A Quantum Magic Box for the Discrete Logarithm Problem

For public-key cryptosystems based on integer factoring and the discrete logarithm problem, the focus of quantum algorithms research to date, inspired by Peter Shor’s elegant discovery, has been on optimizing algorithms that can break an instance of the cryptosystem, i.e., solve for a private key given a public key, with a single run of the quantum computer.

That may be asking too much of a quantum computer, given the primitive state of implementation.

It may be better to ask instead, what is the minimum that a quantum computer needs to do in a single run, in order for an overall algorithm — including the portion run on a classical computer — to break a cryptosystem?

For the discrete logarithm problem, that question has a well-established answer from research over 30 years ago by Manuel Blum and Silvio Micali.

In their foundational paper on pseudorandom generation, Blum and Micali showed that the discrete logarithm problem could be solved efficiently given a “magic box” that computes the most significant bit of the discrete logarithm with a slight advantage over guessing.

That’s a potentially much easier problem to solve on a quantum computer (though still complex).  Rather than solving for a full discrete logarithm nearly perfectly in a single run, the quantum computer would only need to solve for a single bit of the discrete logarithm, and only approximately on average.

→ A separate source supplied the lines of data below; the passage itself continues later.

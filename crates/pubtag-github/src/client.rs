//! GitHub REST client
//!
//! ## Authentication
//!
//! Every request carries the configured token as a bearer token. Inside a
//! workflow this is usually `secrets.GITHUB_TOKEN`, which needs
//! `contents: write` to create tags.
//!
//! ## Usage
//!
//! ```ignore
//! use pubtag_github::{GitHubClient, TagHost};
//!
//! let client = GitHubClient::new(&config.github)?;
//! let tags = client.list_tags(100).await?;
//! ```

use async_trait::async_trait;
use pubtag_core::config::GitHubConfig;
use pubtag_core::error::{ConfigError, HostError, PubtagError, Result};
use pubtag_core::types::{Commit, CreatedRef, CreatedTag, NewTag, RepoRef, Tag};
use reqwest::header::{HeaderMap, HeaderValue, ACCEPT};
use reqwest::{Client, RequestBuilder};
use serde::de::DeserializeOwned;
use tracing::{debug, info, instrument};
use url::Url;

use crate::api::{self, ApiComparison, ApiNewRef, ApiRef, ApiTag, ApiTagObject};
use crate::traits::TagHost;

const API_VERSION: &str = "2022-11-28";

/// GitHub REST API client bound to one repository
pub struct GitHubClient {
    api_url: Url,
    token: String,
    repo: RepoRef,
    client: Client,
}

impl GitHubClient {
    /// Create a client from configuration.
    ///
    /// Fails when the token or repository is missing, or the API URL does
    /// not parse.
    pub fn new(config: &GitHubConfig) -> Result<Self> {
        let token = config
            .token
            .clone()
            .filter(|t| !t.trim().is_empty())
            .ok_or_else(|| ConfigError::MissingField("GITHUB_TOKEN".to_string()))?;

        let repo = config
            .repository
            .clone()
            .ok_or_else(|| ConfigError::MissingField("repository (GITHUB_REPOSITORY)".to_string()))?;

        let api_url = Url::parse(&config.api_url).map_err(|e| ConfigError::InvalidValue {
            field: "api_url".to_string(),
            message: e.to_string(),
        })?;

        let mut headers = HeaderMap::new();
        headers.insert(ACCEPT, HeaderValue::from_static("application/vnd.github+json"));
        headers.insert("x-github-api-version", HeaderValue::from_static(API_VERSION));

        let client = Client::builder()
            .user_agent(concat!("pubtag/", env!("CARGO_PKG_VERSION")))
            .default_headers(headers)
            .build()
            .map_err(transport)?;

        Ok(Self {
            api_url,
            token,
            repo,
            client,
        })
    }

    /// `{api_url}/repos/{owner}/{repo}/{segments...}`, each segment
    /// percent-encoded
    fn endpoint(&self, segments: &[&str]) -> Result<Url> {
        let mut url = self.api_url.clone();
        url.path_segments_mut()
            .map_err(|_| ConfigError::InvalidValue {
                field: "api_url".to_string(),
                message: format!("'{}' cannot be used as a base URL", self.api_url),
            })?
            .pop_if_empty()
            .extend(["repos", self.repo.owner.as_str(), self.repo.repo.as_str()])
            .extend(segments);
        Ok(url)
    }

    async fn send<T: DeserializeOwned>(&self, request: RequestBuilder) -> Result<T> {
        let response = request
            .bearer_auth(&self.token)
            .send()
            .await
            .map_err(transport)?;

        let status = response.status();
        let body = response.text().await.map_err(transport)?;

        if !status.is_success() {
            let message = api::error_message(&body);
            debug!(status = status.as_u16(), %message, "request failed");
            let err = if status.as_u16() == 401 {
                HostError::Authentication(message)
            } else {
                HostError::Api {
                    status: status.as_u16(),
                    message,
                }
            };
            return Err(err.into());
        }

        serde_json::from_str(&body).map_err(|e| PubtagError::from(HostError::Decode(e.to_string())))
    }
}

fn transport(err: reqwest::Error) -> HostError {
    HostError::Transport(err.to_string())
}

#[async_trait]
impl TagHost for GitHubClient {
    fn repository(&self) -> &RepoRef {
        &self.repo
    }

    #[instrument(skip(self), fields(repo = %self.repo))]
    async fn list_tags(&self, per_page: u8) -> Result<Vec<Tag>> {
        let mut url = self.endpoint(&["tags"])?;
        url.query_pairs_mut()
            .append_pair("per_page", &per_page.to_string());

        let tags: Vec<ApiTag> = self.send(self.client.get(url)).await?;
        debug!(count = tags.len(), "listed tags");
        Ok(tags.into_iter().map(Tag::from).collect())
    }

    #[instrument(skip(self), fields(repo = %self.repo))]
    async fn compare_commits(&self, base: &str, head: &str) -> Result<Vec<Commit>> {
        let basehead = format!("{}...{}", base, head);
        let url = self.endpoint(&["compare", &basehead])?;

        let comparison: ApiComparison = self.send(self.client.get(url)).await?;
        debug!(count = comparison.commits.len(), "compared commits");
        Ok(comparison.commits.into_iter().map(Commit::from).collect())
    }

    #[instrument(skip(self, tag), fields(repo = %self.repo, tag = %tag.tag))]
    async fn create_tag(&self, tag: &NewTag) -> Result<CreatedTag> {
        let url = self.endpoint(&["git", "tags"])?;

        let created: ApiTagObject = self.send(self.client.post(url).json(tag)).await?;
        info!(tag = %created.tag, sha = %created.sha, "created tag object");
        Ok(created.into())
    }

    #[instrument(skip(self), fields(repo = %self.repo))]
    async fn create_ref(&self, ref_name: &str, sha: &str) -> Result<CreatedRef> {
        let url = self.endpoint(&["git", "refs"])?;
        let body = ApiNewRef { ref_name, sha };

        let created: ApiRef = self.send(self.client.post(url).json(&body)).await?;
        info!(reference = %created.ref_name, "created reference");
        Ok(created.into())
    }
}

#[cfg(test)]
mod tests {
    use super::*;
    use tokio::io::{AsyncReadExt, AsyncWriteExt};
    use tokio::net::{TcpListener, TcpStream};
    use tokio::task::JoinHandle;

    /// Request as seen by the server
    struct Recorded {
        request_line: String,
        head: String,
        body: String,
    }

    impl Recorded {
        fn json_body(&self) -> serde_json::Value {
            serde_json::from_str(&self.body).unwrap()
        }
    }

    /// Serve one canned response on a local port and record the request
    async fn serve_once(status: &str, body: &str) -> (String, JoinHandle<Recorded>) {
        let listener = TcpListener::bind("127.0.0.1:0").await.unwrap();
        let addr = listener.local_addr().unwrap();
        let response = format!(
            "HTTP/1.1 {status}\r\ncontent-type: application/json\r\ncontent-length: {}\r\nconnection: close\r\n\r\n{body}",
            body.len()
        );

        let handle = tokio::spawn(async move {
            let (mut socket, _) = listener.accept().await.unwrap();
            let recorded = read_request(&mut socket).await;
            socket.write_all(response.as_bytes()).await.unwrap();
            socket.shutdown().await.unwrap();
            recorded
        });

        (format!("http://{addr}"), handle)
    }

    async fn read_request(socket: &mut TcpStream) -> Recorded {
        let mut buf = Vec::new();
        let mut chunk = [0u8; 4096];
        loop {
            let n = socket.read(&mut chunk).await.unwrap();
            if n == 0 {
                break;
            }
            buf.extend_from_slice(&chunk[..n]);

            let Some(end) = buf.windows(4).position(|w| w == b"\r\n\r\n") else {
                continue;
            };
            let head = String::from_utf8_lossy(&buf[..end]).to_lowercase();
            let length = head
                .lines()
                .find_map(|l| l.strip_prefix("content-length:"))
                .and_then(|v| v.trim().parse::<usize>().ok())
                .unwrap_or(0);
            if buf.len() >= end + 4 + length {
                break;
            }
        }

        let text = String::from_utf8(buf).unwrap();
        let (head, body) = text.split_once("\r\n\r\n").unwrap();
        Recorded {
            request_line: head.lines().next().unwrap_or_default().to_string(),
            head: head.to_lowercase(),
            body: body.to_string(),
        }
    }

    fn config(api_url: &str) -> GitHubConfig {
        GitHubConfig {
            api_url: api_url.to_string(),
            token: Some("test-token".to_string()),
            repository: Some(RepoRef::new("octo", "widgets")),
            sha: None,
        }
    }

    #[test]
    fn test_requires_token() {
        let mut cfg = config("https://api.github.com");
        cfg.token = None;
        assert!(matches!(
            GitHubClient::new(&cfg),
            Err(PubtagError::Config(ConfigError::MissingField(_)))
        ));
    }

    #[test]
    fn test_requires_repository() {
        let mut cfg = config("https://api.github.com");
        cfg.repository = None;
        assert!(GitHubClient::new(&cfg).is_err());
    }

    #[test]
    fn test_endpoint() {
        let client = GitHubClient::new(&config("https://api.github.com")).unwrap();
        let url = client.endpoint(&["git", "tags"]).unwrap();
        assert_eq!(url.as_str(), "https://api.github.com/repos/octo/widgets/git/tags");
    }

    #[test]
    fn test_endpoint_with_enterprise_prefix() {
        let client = GitHubClient::new(&config("https://ghe.example.com/api/v3/")).unwrap();
        let url = client.endpoint(&["tags"]).unwrap();
        assert_eq!(url.as_str(), "https://ghe.example.com/api/v3/repos/octo/widgets/tags");
    }

    #[test]
    fn test_compare_endpoint_encodes_refs() {
        let client = GitHubClient::new(&config("https://api.github.com")).unwrap();
        let url = client.endpoint(&["compare", "release/1.0...main"]).unwrap();
        assert_eq!(
            url.as_str(),
            "https://api.github.com/repos/octo/widgets/compare/release%2F1.0...main"
        );
    }

    #[tokio::test]
    async fn test_unreachable_host_is_transport_error() {
        let client = GitHubClient::new(&config("http://127.0.0.1:9")).unwrap();
        let err = client.list_tags(100).await.unwrap_err();
        assert!(matches!(err, PubtagError::Host(HostError::Transport(_))));
    }

    #[tokio::test]
    async fn test_list_tags_request_and_response() {
        let body = r#"[{"name":"v1.1.0","commit":{"sha":"bbb","url":"x"}},{"name":"v1.0.0","commit":{"sha":"aaa","url":"y"}}]"#;
        let (url, server) = serve_once("200 OK", body).await;
        let client = GitHubClient::new(&config(&url)).unwrap();

        let tags = client.list_tags(100).await.unwrap();
        let recorded = server.await.unwrap();

        assert_eq!(tags, vec![Tag::new("v1.1.0", "bbb"), Tag::new("v1.0.0", "aaa")]);
        assert_eq!(
            recorded.request_line,
            "GET /repos/octo/widgets/tags?per_page=100 HTTP/1.1"
        );
        assert!(recorded.head.contains("authorization: bearer test-token"));
        assert!(recorded.head.contains("accept: application/vnd.github+json"));
        assert!(recorded.head.contains("x-github-api-version: 2022-11-28"));
        assert!(recorded.head.contains("user-agent: pubtag/"));
    }

    #[tokio::test]
    async fn test_compare_commits_request() {
        let body = r#"{"commits":[{"sha":"a1","commit":{"message":"Add login"},"author":{"login":"al"}},{"sha":"b2","commit":{"message":"Fix"},"author":null}]}"#;
        let (url, server) = serve_once("200 OK", body).await;
        let client = GitHubClient::new(&config(&url)).unwrap();

        let commits = client.compare_commits("v1.0.0", "main").await.unwrap();
        let recorded = server.await.unwrap();

        assert_eq!(
            recorded.request_line,
            "GET /repos/octo/widgets/compare/v1.0.0...main HTTP/1.1"
        );
        assert_eq!(commits[0].author_login.as_deref(), Some("al"));
        assert_eq!(commits[1].author_login, None);
    }

    #[tokio::test]
    async fn test_create_tag_unprocessable_uses_api_message() {
        let body = r#"{"message":"Reference already exists","documentation_url":"https://docs.github.com/rest"}"#;
        let (url, server) = serve_once("422 Unprocessable Entity", body).await;
        let client = GitHubClient::new(&config(&url)).unwrap();

        let err = client
            .create_tag(&NewTag::for_commit("v1.2.0", "Version 1.2.0", "c0ffee"))
            .await
            .unwrap_err();
        let recorded = server.await.unwrap();

        assert!(matches!(
            &err,
            PubtagError::Host(HostError::Api { status: 422, message }) if message == "Reference already exists"
        ));
        assert_eq!(err.to_string(), "422 Reference already exists");
        assert_eq!(recorded.request_line, "POST /repos/octo/widgets/git/tags HTTP/1.1");
        assert_eq!(
            recorded.json_body(),
            serde_json::json!({
                "tag": "v1.2.0",
                "message": "Version 1.2.0",
                "object": "c0ffee",
                "type": "commit"
            })
        );
    }

    #[tokio::test]
    async fn test_unauthorized_is_authentication_error() {
        let (url, server) = serve_once("401 Unauthorized", r#"{"message":"Bad credentials"}"#).await;
        let client = GitHubClient::new(&config(&url)).unwrap();

        let err = client.list_tags(100).await.unwrap_err();
        server.await.unwrap();

        assert!(matches!(
            err,
            PubtagError::Host(HostError::Authentication(ref m)) if m == "Bad credentials"
        ));
    }

    #[tokio::test]
    async fn test_non_json_error_body_is_kept() {
        let (url, server) = serve_once("502 Bad Gateway", "upstream down").await;
        let client = GitHubClient::new(&config(&url)).unwrap();

        let err = client.list_tags(100).await.unwrap_err();
        server.await.unwrap();

        assert_eq!(err.to_string(), "502 upstream down");
    }

    #[tokio::test]
    async fn test_malformed_success_body_is_decode_error() {
        let (url, server) = serve_once("200 OK", r#"{"tags": "#).await;
        let client = GitHubClient::new(&config(&url)).unwrap();

        let err = client.list_tags(100).await.unwrap_err();
        server.await.unwrap();

        assert!(matches!(err, PubtagError::Host(HostError::Decode(_))));
    }

    #[tokio::test]
    async fn test_create_ref_request_and_response() {
        let body = r#"{"ref":"refs/tags/v1.2.0","url":"https://api.github.com/repos/octo/widgets/git/refs/tags/v1.2.0","object":{"sha":"7a6b5c","type":"tag"}}"#;
        let (url, server) = serve_once("201 Created", body).await;
        let client = GitHubClient::new(&config(&url)).unwrap();

        let created = client.create_ref("refs/tags/v1.2.0", "7a6b5c").await.unwrap();
        let recorded = server.await.unwrap();

        assert_eq!(recorded.request_line, "POST /repos/octo/widgets/git/refs HTTP/1.1");
        assert_eq!(
            recorded.json_body(),
            serde_json::json!({ "ref": "refs/tags/v1.2.0", "sha": "7a6b5c" })
        );
        assert_eq!(created.ref_name, "refs/tags/v1.2.0");
        assert_eq!(created.sha, "7a6b5c");
        assert!(created.url.ends_with("/git/refs/tags/v1.2.0"));
    }
}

As shown in the attached paper, it appears to be possible to realize this magic box with an improvement of Michele Mosca and Artur Ekert’s variant of Shor’s algorithm.

It’s not clear at this point how much benefit, if any, this new quantum magic box will have in practice.  However, the new algorithm offers another approach for the ongoing optimization of quantum algorithms for breaking the discrete logarithm problem over both finite fields and elliptic curves.  The reader is encouraged to analyze, improve — and find flaws.